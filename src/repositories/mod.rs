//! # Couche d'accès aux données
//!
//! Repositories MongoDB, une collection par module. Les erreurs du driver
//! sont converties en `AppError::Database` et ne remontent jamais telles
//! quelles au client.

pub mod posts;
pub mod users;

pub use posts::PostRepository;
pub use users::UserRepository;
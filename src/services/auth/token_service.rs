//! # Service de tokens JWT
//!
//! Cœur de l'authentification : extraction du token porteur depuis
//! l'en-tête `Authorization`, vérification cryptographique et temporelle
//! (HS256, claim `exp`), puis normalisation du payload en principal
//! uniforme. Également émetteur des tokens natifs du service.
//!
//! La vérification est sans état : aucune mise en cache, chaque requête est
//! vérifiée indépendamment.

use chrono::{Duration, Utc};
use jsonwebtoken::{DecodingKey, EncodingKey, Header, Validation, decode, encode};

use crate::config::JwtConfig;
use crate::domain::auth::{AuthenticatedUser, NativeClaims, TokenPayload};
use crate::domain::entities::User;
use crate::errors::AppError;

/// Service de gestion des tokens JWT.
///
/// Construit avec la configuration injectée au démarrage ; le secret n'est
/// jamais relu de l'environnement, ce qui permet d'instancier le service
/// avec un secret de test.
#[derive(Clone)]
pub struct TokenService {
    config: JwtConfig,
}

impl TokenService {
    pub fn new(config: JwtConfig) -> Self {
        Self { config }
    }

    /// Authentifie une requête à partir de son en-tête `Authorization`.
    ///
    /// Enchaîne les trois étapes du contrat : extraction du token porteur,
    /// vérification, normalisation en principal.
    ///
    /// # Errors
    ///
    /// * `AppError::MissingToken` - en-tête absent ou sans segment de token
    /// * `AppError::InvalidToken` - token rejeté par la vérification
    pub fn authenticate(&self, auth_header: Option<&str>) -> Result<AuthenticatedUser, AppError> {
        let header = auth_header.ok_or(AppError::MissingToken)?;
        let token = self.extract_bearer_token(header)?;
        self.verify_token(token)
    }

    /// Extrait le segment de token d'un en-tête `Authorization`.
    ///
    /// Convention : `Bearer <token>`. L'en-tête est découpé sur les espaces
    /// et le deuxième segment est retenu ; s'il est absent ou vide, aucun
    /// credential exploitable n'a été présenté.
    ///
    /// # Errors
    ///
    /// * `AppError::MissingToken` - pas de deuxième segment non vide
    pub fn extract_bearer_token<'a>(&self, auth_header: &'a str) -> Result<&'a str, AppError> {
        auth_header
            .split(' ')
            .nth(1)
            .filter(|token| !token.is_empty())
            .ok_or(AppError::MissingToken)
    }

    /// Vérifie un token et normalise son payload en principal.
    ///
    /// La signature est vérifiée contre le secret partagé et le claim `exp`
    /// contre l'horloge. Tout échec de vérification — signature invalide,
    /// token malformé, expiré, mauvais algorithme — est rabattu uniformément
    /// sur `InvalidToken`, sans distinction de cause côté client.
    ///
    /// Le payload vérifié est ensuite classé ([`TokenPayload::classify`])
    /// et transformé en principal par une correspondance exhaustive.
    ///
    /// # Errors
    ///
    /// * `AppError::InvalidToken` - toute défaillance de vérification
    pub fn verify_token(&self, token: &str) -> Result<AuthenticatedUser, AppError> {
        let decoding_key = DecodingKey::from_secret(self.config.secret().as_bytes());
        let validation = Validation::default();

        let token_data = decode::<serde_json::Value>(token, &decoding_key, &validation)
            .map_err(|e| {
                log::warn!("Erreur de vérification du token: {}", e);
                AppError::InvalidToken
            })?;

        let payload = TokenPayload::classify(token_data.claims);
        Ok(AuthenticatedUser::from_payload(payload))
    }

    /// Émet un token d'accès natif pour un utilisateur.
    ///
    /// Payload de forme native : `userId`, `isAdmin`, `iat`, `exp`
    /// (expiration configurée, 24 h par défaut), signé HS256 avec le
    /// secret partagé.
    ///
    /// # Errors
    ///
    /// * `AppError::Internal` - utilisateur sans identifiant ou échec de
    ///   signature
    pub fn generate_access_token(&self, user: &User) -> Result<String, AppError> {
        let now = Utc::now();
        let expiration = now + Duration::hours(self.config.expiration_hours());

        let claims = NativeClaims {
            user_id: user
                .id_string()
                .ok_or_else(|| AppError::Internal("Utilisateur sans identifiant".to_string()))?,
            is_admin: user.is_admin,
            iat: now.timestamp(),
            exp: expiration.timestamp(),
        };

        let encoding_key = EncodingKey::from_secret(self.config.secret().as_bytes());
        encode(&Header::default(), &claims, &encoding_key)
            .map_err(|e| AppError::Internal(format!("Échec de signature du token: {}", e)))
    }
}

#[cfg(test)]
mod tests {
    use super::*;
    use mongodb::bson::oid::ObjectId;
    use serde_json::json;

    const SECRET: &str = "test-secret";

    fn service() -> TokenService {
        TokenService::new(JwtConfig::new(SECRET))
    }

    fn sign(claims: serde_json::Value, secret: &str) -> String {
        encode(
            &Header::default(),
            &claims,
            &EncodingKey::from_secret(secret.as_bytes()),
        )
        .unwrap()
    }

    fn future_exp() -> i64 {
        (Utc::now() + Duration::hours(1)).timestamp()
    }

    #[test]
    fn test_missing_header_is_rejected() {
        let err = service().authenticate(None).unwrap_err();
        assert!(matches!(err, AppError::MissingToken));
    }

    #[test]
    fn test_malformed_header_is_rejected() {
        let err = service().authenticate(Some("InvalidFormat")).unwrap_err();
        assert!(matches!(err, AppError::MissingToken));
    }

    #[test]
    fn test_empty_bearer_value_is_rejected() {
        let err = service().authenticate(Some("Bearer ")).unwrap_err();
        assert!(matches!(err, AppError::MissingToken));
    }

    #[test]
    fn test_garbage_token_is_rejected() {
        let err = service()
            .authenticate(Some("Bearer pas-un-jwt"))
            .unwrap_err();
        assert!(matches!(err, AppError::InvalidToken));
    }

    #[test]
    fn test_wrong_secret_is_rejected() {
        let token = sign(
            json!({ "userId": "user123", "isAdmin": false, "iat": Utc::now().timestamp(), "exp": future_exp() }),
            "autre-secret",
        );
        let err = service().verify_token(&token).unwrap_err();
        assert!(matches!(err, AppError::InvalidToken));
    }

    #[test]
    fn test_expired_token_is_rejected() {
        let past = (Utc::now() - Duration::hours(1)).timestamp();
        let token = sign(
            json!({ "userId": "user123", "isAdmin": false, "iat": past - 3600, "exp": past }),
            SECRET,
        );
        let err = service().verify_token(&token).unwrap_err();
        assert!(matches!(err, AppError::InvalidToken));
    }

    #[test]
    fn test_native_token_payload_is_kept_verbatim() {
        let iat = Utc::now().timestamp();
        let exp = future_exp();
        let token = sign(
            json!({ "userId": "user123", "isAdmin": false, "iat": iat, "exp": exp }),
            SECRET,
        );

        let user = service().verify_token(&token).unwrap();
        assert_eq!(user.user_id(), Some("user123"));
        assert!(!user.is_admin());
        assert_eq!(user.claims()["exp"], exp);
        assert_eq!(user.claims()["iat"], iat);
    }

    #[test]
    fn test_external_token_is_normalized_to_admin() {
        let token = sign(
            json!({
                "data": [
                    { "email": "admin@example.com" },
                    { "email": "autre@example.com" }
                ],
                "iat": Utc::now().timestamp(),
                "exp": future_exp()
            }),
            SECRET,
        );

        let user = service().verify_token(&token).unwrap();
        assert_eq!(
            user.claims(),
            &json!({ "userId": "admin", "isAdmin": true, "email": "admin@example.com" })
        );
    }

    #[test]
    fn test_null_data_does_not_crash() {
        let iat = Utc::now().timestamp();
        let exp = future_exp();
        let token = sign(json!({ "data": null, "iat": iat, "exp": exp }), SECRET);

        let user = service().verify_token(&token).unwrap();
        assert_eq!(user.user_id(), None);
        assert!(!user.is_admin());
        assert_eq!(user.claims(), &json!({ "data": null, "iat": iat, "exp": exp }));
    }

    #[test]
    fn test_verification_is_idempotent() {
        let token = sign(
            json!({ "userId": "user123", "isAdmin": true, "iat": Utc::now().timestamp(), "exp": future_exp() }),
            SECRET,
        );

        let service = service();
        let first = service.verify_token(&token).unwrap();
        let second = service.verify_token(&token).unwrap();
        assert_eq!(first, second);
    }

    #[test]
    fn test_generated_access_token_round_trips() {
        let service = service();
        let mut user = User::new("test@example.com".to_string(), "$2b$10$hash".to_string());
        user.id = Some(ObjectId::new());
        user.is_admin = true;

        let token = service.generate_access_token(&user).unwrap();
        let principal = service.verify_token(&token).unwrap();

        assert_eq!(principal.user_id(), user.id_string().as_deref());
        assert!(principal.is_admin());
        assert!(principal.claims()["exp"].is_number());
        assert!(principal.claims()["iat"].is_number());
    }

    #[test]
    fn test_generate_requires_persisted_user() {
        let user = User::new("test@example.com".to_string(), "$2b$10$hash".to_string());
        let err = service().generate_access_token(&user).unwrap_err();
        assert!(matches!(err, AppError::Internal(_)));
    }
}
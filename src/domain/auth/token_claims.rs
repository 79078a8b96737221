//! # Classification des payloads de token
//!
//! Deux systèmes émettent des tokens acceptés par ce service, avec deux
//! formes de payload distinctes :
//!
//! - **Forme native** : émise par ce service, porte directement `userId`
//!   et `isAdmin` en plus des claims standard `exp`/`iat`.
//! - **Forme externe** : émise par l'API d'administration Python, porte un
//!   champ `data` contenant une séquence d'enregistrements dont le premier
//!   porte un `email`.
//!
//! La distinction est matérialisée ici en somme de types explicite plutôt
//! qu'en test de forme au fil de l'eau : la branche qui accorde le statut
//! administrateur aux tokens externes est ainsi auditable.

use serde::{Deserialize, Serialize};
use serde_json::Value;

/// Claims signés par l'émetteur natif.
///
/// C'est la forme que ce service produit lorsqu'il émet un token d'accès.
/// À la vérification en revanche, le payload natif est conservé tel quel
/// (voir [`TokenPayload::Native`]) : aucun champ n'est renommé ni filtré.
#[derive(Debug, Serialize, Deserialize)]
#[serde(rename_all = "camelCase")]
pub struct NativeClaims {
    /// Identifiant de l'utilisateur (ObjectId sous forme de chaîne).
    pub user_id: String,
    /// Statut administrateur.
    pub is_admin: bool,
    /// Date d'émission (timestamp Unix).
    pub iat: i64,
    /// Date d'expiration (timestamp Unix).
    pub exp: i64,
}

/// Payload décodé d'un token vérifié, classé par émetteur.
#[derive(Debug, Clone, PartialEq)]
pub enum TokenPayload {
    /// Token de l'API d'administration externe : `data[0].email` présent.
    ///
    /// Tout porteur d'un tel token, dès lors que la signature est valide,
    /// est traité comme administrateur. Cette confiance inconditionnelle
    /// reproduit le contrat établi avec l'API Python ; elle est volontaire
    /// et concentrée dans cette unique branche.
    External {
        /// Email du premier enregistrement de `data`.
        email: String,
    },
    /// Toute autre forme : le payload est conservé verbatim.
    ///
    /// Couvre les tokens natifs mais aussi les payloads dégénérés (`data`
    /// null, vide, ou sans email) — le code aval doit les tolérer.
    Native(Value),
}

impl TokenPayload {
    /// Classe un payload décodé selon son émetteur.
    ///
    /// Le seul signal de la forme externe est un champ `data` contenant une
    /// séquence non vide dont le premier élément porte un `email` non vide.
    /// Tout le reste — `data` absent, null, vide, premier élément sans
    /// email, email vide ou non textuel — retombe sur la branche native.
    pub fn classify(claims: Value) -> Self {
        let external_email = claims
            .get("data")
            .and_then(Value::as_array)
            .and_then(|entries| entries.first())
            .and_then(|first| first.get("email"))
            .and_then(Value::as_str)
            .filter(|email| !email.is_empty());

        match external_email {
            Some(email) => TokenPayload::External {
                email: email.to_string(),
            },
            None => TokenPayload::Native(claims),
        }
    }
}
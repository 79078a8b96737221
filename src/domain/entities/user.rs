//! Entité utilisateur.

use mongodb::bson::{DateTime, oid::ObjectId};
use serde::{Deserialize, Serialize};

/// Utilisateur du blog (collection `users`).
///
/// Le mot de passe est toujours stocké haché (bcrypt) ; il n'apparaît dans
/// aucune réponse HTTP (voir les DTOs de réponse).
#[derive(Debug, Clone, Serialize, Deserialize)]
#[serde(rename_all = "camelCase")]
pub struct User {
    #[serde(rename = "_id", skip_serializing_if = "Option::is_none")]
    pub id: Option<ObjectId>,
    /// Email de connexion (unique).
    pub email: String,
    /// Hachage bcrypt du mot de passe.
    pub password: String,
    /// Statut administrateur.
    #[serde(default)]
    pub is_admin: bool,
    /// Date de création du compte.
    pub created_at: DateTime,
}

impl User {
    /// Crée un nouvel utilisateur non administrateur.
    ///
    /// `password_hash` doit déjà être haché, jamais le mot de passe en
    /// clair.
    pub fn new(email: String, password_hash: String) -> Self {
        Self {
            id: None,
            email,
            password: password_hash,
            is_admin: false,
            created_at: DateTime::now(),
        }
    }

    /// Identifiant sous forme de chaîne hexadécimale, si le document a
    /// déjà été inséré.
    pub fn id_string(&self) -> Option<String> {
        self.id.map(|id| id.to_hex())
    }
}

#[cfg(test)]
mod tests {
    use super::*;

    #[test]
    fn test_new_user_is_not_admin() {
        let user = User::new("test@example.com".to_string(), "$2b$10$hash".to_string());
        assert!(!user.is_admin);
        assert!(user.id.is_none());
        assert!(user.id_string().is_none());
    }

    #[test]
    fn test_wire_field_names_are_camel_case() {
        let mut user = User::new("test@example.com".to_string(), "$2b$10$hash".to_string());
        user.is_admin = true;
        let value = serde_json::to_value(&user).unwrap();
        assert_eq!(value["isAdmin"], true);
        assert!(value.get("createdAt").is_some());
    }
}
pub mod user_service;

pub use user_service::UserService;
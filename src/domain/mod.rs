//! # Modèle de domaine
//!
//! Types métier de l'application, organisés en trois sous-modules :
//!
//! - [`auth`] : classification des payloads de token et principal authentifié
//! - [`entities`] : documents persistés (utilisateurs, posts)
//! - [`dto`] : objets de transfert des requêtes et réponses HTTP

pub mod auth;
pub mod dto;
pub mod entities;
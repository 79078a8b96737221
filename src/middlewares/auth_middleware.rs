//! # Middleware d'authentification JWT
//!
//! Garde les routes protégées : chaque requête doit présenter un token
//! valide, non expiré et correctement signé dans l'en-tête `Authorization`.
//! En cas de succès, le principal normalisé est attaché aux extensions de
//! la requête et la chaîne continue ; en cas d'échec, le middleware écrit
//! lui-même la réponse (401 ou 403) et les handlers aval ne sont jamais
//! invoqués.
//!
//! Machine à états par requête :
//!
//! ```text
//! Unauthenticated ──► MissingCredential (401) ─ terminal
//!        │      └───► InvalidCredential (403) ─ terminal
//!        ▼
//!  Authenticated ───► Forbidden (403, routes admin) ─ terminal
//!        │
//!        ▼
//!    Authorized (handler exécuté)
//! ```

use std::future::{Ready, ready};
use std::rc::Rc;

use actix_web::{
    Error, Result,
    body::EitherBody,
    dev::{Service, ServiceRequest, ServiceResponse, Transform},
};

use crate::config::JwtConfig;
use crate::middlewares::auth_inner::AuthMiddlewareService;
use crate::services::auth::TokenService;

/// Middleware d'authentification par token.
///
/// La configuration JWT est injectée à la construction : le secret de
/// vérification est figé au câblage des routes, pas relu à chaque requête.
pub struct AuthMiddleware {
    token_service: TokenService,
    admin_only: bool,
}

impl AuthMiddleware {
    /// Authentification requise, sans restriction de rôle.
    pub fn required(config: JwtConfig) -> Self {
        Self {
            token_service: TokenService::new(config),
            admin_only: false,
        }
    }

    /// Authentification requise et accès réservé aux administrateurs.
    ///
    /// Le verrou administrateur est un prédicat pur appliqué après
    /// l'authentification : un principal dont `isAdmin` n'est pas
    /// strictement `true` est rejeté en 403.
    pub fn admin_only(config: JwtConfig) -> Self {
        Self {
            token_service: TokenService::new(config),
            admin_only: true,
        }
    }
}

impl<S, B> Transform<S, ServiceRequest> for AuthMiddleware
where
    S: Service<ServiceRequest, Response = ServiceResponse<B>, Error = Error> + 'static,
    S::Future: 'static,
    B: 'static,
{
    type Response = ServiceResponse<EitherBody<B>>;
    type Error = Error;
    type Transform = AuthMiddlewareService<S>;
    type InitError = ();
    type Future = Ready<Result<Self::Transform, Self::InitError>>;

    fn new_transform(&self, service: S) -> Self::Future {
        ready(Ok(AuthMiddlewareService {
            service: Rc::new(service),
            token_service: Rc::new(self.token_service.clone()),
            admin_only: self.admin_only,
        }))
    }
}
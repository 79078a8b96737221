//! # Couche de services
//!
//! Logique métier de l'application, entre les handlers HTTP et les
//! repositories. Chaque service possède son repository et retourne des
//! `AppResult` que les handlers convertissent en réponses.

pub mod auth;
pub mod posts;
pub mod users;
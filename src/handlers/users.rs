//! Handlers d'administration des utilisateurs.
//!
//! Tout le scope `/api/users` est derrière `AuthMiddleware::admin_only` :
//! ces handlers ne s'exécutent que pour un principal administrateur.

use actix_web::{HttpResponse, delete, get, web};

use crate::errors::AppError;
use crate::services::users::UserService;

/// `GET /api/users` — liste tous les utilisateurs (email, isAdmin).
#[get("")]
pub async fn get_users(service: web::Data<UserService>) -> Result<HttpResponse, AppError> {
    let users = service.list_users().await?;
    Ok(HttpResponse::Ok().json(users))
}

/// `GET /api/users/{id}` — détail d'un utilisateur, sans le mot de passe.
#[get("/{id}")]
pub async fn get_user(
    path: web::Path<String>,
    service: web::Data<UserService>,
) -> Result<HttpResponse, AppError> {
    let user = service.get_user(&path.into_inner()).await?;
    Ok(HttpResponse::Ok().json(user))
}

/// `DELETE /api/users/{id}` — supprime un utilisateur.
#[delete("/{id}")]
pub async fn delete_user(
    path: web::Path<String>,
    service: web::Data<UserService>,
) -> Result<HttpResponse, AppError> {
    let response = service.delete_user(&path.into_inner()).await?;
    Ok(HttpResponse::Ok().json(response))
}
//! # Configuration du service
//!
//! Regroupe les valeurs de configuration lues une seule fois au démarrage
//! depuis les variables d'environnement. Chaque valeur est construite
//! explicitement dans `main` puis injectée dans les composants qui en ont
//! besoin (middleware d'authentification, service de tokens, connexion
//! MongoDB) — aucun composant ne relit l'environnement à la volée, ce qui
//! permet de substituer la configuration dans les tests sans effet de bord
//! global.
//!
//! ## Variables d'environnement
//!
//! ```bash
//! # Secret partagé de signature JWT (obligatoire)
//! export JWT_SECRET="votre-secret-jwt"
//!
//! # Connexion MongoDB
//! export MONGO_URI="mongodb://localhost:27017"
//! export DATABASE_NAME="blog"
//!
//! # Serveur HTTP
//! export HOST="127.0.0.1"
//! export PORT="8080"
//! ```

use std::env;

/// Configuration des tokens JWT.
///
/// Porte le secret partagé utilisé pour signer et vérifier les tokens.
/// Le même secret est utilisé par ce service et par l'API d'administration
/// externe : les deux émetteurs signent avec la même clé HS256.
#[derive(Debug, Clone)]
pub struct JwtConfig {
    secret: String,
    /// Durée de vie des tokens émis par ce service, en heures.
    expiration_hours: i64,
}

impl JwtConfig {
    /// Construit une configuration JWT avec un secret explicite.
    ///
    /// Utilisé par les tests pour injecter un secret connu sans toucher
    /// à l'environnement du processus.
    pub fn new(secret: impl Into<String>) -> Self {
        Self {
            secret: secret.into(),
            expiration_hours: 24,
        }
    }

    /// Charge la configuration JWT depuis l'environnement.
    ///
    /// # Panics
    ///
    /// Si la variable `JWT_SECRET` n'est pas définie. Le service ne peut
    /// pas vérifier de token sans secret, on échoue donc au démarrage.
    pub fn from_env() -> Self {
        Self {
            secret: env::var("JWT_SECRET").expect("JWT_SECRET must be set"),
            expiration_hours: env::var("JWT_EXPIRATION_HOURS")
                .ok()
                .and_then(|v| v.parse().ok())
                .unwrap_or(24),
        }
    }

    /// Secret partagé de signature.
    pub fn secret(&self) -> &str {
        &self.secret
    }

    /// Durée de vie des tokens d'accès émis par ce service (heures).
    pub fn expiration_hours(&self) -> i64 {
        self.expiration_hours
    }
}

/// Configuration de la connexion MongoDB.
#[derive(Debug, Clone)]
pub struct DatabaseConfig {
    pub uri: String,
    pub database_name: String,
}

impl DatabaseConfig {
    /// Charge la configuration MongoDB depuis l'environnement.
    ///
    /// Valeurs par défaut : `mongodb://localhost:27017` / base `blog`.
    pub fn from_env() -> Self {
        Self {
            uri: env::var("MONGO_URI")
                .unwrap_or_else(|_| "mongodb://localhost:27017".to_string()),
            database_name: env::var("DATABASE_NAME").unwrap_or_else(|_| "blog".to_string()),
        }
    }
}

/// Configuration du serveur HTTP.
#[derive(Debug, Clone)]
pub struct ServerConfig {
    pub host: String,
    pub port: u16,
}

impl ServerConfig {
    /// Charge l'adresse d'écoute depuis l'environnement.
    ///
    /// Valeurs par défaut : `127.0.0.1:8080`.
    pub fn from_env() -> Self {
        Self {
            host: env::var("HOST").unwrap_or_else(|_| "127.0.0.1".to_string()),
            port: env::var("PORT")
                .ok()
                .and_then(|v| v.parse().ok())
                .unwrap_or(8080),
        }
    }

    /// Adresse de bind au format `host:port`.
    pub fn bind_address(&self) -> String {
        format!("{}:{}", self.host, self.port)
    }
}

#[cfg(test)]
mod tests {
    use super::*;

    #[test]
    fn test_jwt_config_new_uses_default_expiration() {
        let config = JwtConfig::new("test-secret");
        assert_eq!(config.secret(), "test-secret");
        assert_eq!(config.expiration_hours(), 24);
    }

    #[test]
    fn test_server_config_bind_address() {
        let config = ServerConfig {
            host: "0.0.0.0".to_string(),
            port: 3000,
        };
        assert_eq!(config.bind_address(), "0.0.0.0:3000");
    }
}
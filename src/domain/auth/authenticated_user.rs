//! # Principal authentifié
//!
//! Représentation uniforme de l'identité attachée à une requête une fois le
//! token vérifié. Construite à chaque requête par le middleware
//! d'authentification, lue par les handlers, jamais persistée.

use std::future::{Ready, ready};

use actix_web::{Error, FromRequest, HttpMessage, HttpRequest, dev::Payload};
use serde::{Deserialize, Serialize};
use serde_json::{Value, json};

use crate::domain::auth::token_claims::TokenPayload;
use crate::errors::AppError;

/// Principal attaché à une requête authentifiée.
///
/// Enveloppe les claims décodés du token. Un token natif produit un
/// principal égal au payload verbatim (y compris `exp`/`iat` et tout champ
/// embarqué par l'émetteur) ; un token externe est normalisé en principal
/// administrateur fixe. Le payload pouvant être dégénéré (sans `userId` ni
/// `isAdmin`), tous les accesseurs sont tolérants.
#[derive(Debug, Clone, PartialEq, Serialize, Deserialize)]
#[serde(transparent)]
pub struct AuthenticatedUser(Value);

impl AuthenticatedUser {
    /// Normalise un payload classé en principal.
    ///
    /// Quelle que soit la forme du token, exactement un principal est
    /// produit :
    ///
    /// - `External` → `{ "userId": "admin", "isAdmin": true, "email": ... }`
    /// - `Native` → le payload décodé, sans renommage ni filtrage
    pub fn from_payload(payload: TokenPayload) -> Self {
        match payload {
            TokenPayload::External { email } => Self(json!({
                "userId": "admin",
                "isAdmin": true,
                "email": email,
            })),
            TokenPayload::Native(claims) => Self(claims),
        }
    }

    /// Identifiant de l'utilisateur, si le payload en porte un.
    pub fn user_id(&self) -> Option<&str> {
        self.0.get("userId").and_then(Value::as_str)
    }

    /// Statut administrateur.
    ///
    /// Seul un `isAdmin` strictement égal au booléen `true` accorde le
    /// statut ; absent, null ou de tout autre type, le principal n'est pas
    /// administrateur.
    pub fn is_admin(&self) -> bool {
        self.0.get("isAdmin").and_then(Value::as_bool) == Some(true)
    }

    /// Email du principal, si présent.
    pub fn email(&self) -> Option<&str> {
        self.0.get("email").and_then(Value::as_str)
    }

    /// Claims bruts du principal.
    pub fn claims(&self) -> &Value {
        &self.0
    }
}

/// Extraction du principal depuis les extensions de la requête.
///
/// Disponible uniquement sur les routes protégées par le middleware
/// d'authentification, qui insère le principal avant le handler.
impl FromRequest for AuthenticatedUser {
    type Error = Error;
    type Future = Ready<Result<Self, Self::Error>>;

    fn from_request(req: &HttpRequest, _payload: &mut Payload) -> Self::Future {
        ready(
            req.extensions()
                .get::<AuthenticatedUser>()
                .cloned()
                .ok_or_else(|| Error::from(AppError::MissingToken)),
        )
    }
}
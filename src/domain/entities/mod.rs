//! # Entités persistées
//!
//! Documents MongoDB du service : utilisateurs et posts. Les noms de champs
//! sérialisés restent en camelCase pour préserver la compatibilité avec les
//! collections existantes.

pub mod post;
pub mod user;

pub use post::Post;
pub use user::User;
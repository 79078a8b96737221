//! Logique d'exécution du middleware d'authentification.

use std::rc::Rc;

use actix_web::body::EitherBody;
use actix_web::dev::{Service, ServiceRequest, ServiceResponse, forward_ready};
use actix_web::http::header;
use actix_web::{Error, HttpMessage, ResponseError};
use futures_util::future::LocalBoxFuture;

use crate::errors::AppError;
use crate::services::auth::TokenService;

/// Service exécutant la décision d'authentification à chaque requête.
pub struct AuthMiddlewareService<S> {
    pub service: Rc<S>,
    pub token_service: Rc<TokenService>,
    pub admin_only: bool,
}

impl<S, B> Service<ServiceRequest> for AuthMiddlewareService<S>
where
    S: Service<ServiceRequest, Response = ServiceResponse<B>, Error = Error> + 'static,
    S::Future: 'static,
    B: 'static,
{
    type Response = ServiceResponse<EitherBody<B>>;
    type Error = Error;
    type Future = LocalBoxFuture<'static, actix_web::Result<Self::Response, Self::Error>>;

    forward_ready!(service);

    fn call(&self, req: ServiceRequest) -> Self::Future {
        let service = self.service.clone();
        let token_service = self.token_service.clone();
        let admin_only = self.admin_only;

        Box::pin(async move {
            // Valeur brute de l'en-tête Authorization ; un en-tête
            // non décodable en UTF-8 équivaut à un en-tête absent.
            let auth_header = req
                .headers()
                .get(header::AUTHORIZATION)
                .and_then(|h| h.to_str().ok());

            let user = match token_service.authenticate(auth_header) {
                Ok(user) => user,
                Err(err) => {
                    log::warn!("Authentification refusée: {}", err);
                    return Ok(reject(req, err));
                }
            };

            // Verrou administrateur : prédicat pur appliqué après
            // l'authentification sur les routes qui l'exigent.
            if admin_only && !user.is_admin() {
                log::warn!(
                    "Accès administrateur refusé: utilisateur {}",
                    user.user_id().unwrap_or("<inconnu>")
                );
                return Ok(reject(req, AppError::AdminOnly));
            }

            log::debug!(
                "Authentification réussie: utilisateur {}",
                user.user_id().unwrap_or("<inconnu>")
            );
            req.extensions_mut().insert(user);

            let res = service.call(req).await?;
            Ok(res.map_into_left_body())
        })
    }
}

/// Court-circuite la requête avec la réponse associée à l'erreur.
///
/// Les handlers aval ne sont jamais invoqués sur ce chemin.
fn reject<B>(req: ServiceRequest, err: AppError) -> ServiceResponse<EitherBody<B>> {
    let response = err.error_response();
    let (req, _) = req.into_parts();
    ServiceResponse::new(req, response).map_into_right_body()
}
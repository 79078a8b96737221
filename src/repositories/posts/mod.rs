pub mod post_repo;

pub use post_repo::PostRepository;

# [EXERCISE AIM]
From the line holding "le secret de" to the line holding "Tout le scope", inclusive, restate each line above exactly as written.

# [RESULT FOR THIS EXERCISE]
/// La configuration JWT est injectée à la construction : le secret de
/// vérification est figé au câblage des routes, pas relu à chaque requête.
pub struct AuthMiddleware {
    token_service: TokenService,
    admin_only: bool,
}

impl AuthMiddleware {
    /// Authentification requise, sans restriction de rôle.
    pub fn required(config: JwtConfig) -> Self {
        Self {
            token_service: TokenService::new(config),
            admin_only: false,
        }
    }

    /// Authentification requise et accès réservé aux administrateurs.
    ///
    /// Le verrou administrateur est un prédicat pur appliqué après
    /// l'authentification : un principal dont `isAdmin` n'est pas
    /// strictement `true` est rejeté en 403.
    pub fn admin_only(config: JwtConfig) -> Self {
        Self {
            token_service: TokenService::new(config),
            admin_only: true,
        }
    }
}

impl<S, B> Transform<S, ServiceRequest> for AuthMiddleware
where
    S: Service<ServiceRequest, Response = ServiceResponse<B>, Error = Error> + 'static,
    S::Future: 'static,
    B: 'static,
{
    type Response = ServiceResponse<EitherBody<B>>;
    type Error = Error;
    type Transform = AuthMiddlewareService<S>;
    type InitError = ();
    type Future = Ready<Result<Self::Transform, Self::InitError>>;

    fn new_transform(&self, service: S) -> Self::Future {
        ready(Ok(AuthMiddlewareService {
            service: Rc::new(service),
            token_service: Rc::new(self.token_service.clone()),
            admin_only: self.admin_only,
        }))
    }
}
repository 79078a8b96737221
//! # Couche de services
//!
//! Logique métier de l'application, entre les handlers HTTP et les
//! repositories. Chaque service possède son repository et retourne des
//! `AppResult` que les handlers convertissent en réponses.

pub mod auth;
pub mod posts;
pub mod users;
filename src/handlers/users.rs
//! Handlers d'administration des utilisateurs.
//!
//! Tout le scope `/api/users` est derrière `AuthMiddleware::admin_only` :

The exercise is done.